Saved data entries

────────────────

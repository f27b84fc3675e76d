// Copyright (c) 2025 Kirky.X
//
// Licensed under the MIT License
// See LICENSE file in the project root for full license information.

use crate::domain::repositories::job_store::{JobStore, StoreError};
use crate::infrastructure::cache::redis_client::RedisClient;
use async_trait::async_trait;
use serde::de::DeserializeOwned;
use serde::Serialize;
use std::marker::PhantomData;
use uuid::Uuid;

/// Redis作业存储
///
/// 记录以JSON写入，TTL由Redis的SETEX语义保证，进程重启后
/// 未到期的作业状态仍可恢复。
pub struct RedisJobStore<T> {
    client: RedisClient,
    /// 键前缀，区分不同记录类型的命名空间
    prefix: String,
    _marker: PhantomData<fn() -> T>,
}

impl<T> RedisJobStore<T> {
    /// 创建新的Redis作业存储
    pub fn new(client: RedisClient, prefix: impl Into<String>) -> Self {
        Self {
            client,
            prefix: prefix.into(),
            _marker: PhantomData,
        }
    }

    fn key(&self, id: Uuid) -> String {
        format!("{}:{}", self.prefix, id)
    }
}

#[async_trait]
impl<T> JobStore<T> for RedisJobStore<T>
where
    T: Serialize + DeserializeOwned + Send + Sync,
{
    async fn put(&self, id: Uuid, value: &T, ttl: std::time::Duration) -> Result<(), StoreError> {
        let payload = serde_json::to_string(value)?;
        self.client
            .set_ex(&self.key(id), &payload, ttl.as_secs().max(1))
            .await
            .map_err(|e| StoreError::Backend(e.to_string()))
    }

    async fn get(&self, id: Uuid) -> Result<Option<T>, StoreError> {
        let payload = self
            .client
            .get(&self.key(id))
            .await
            .map_err(|e| StoreError::Backend(e.to_string()))?;
        match payload {
            Some(raw) => Ok(Some(serde_json::from_str(&raw)?)),
            None => Ok(None),
        }
    }

    async fn remove(&self, id: Uuid) -> Result<(), StoreError> {
        self.client
            .del(&self.key(id))
            .await
            .map_err(|e| StoreError::Backend(e.to_string()))
    }
}
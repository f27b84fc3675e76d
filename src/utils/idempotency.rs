// Copyright (c) 2025 Kirky.X
//
// Licensed under the MIT License
// See LICENSE file in the project root for full license information.

use sha2::{Digest, Sha256};
use uuid::Uuid;

/// 计算应用级幂等键
///
/// 对(内容ID, 作用域)取SHA-256，作为跟踪历史与微调数据集
/// 去重的稳定键。同一(content_id, scope)的重复操作得到相同键。
pub fn idempotency_key(content_id: Uuid, scope: &str) -> String {
    let mut hasher = Sha256::new();
    hasher.update(content_id.as_bytes());
    hasher.update(b":");
    hasher.update(scope.as_bytes());
    hex::encode(hasher.finalize())
}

────────────────

• WHAT IS REQUIRED:
Set down the data once more, word for word.

• RESPONSE TO THE TASK:
repository f27b84fc3675e76d
// Copyright (c) 2025 Kirky.X
//
// Licensed under the MIT License
// See LICENSE file in the project root for full license information.

use crate::domain::repositories::job_store::{JobStore, StoreError};
use crate::infrastructure::cache::redis_client::RedisClient;
use async_trait::async_trait;
use serde::de::DeserializeOwned;
use serde::Serialize;
use std::marker::PhantomData;
use uuid::Uuid;

/// Redis作业存储
///
/// 记录以JSON写入，TTL由Redis的SETEX语义保证，进程重启后
/// 未到期的作业状态仍可恢复。
pub struct RedisJobStore<T> {
    client: RedisClient,
    /// 键前缀，区分不同记录类型的命名空间
    prefix: String,
    _marker: PhantomData<fn() -> T>,
}

impl<T> RedisJobStore<T> {
    /// 创建新的Redis作业存储
    pub fn new(client: RedisClient, prefix: impl Into<String>) -> Self {
        Self {
            client,
            prefix: prefix.into(),
            _marker: PhantomData,
        }
    }

    fn key(&self, id: Uuid) -> String {
        format!("{}:{}", self.prefix, id)
    }
}

#[async_trait]
impl<T> JobStore<T> for RedisJobStore<T>
where
    T: Serialize + DeserializeOwned + Send + Sync,
{
    async fn put(&self, id: Uuid, value: &T, ttl: std::time::Duration) -> Result<(), StoreError> {
        let payload = serde_json::to_string(value)?;
        self.client
            .set_ex(&self.key(id), &payload, ttl.as_secs().max(1))
            .await
            .map_err(|e| StoreError::Backend(e.to_string()))
    }

    async fn get(&self, id: Uuid) -> Result<Option<T>, StoreError> {
        let payload = self
            .client
            .get(&self.key(id))
            .await
            .map_err(|e| StoreError::Backend(e.to_string()))?;
        match payload {
            Some(raw) => Ok(Some(serde_json::from_str(&raw)?)),
            None => Ok(None),
        }
    }

    async fn remove(&self, id: Uuid) -> Result<(), StoreError> {
        self.client
            .del(&self.key(id))
            .await
            .map_err(|e| StoreError::Backend(e.to_string()))
    }
}
repository f27b84fc3675e76d
filename src/utils/idempotency.rs
// Copyright (c) 2025 Kirky.X
//
// Licensed under the MIT License
// See LICENSE file in the project root for full license information.

use sha2::{Digest, Sha256};
use uuid::Uuid;

/// 计算应用级幂等键
///
/// 对(内容ID, 作用域)取SHA-256，作为跟踪历史与微调数据集
/// 去重的稳定键。同一(content_id, scope)的重复操作得到相同键。
pub fn idempotency_key(content_id: Uuid, scope: &str) -> String {
    let mut hasher = Sha256::new();
    hasher.update(content_id.as_bytes());
    hasher.update(b":");
    hasher.update(scope.as_bytes());
    hex::encode(hasher.finalize())
}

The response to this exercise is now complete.